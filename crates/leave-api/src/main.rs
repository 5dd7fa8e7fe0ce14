//! Leave API Server
//!
//! REST API server for the leave manager.
//!
//! Author: hephaex@gmail.com

use leave_api::{create_router, state::AppState};
use leave_core::{config::LoggingConfig, AppConfig, PgStore};
use std::sync::Arc;
use std::time::Duration;

fn init_tracing(logging: &LoggingConfig) {
    let filter = tracing_subscriber::EnvFilter::try_from_default_env().unwrap_or_else(|_| {
        format!("leave_api={},tower_http=debug,audit=info", logging.level).into()
    });

    if logging.json_format {
        tracing_subscriber::fmt()
            .json()
            .with_env_filter(filter)
            .init();
    } else {
        tracing_subscriber::fmt().with_env_filter(filter).init();
    }
}

#[tokio::main]
async fn main() -> anyhow::Result<()> {
    // Load configuration: a TOML file when LEAVE_CONFIG is set, otherwise env only
    let config = match std::env::var("LEAVE_CONFIG") {
        Ok(path) => AppConfig::from_file(path)?.with_env_override()?,
        Err(_) => AppConfig::from_env()?,
    };
    config.validate()?;

    init_tracing(&config.logging);

    let store = Arc::new(PgStore::new(&config.database.url, config.database.pool_size).await?);
    store.migrate().await?;
    tracing::info!("Database migrations applied");

    let addr = format!("{}:{}", config.server.host, config.server.port);
    let sweep_every = config.auth.sweep_interval_secs;

    // Create application state
    let state = Arc::new(AppState::new(config, store)?);

    if sweep_every > 0 {
        state
            .sessions
            .refresh_tokens()
            .clone()
            .spawn_sweeper(Duration::from_secs(sweep_every));
    }

    let app = create_router(state);

    // Start server
    let listener = tokio::net::TcpListener::bind(&addr).await?;
    tracing::info!("Leave API Server starting on http://{}", addr);
    tracing::info!("Swagger UI available at http://{}/swagger-ui/", addr);
    tracing::info!("OpenAPI spec at http://{}/api-docs/openapi.json", addr);

    axum::serve(listener, app).await?;

    Ok(())
}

§ **Work to complete**
Your answer should consist of the lines from the line with "init_tracing(&config.logging);" to the line with "let listener = tokio::net::TcpListener::bind(&addr).await?;" above, repeated exactly, both ends included.

§ **Task response**
    init_tracing(&config.logging);

    let store = Arc::new(PgStore::new(&config.database.url, config.database.pool_size).await?);
    store.migrate().await?;
    tracing::info!("Database migrations applied");

    let addr = format!("{}:{}", config.server.host, config.server.port);
    let sweep_every = config.auth.sweep_interval_secs;

    // Create application state
    let state = Arc::new(AppState::new(config, store)?);

    if sweep_every > 0 {
        state
            .sessions
            .refresh_tokens()
            .clone()
            .spawn_sweeper(Duration::from_secs(sweep_every));
    }

    let app = create_router(state);

    // Start server
    let listener = tokio::net::TcpListener::bind(&addr).await?;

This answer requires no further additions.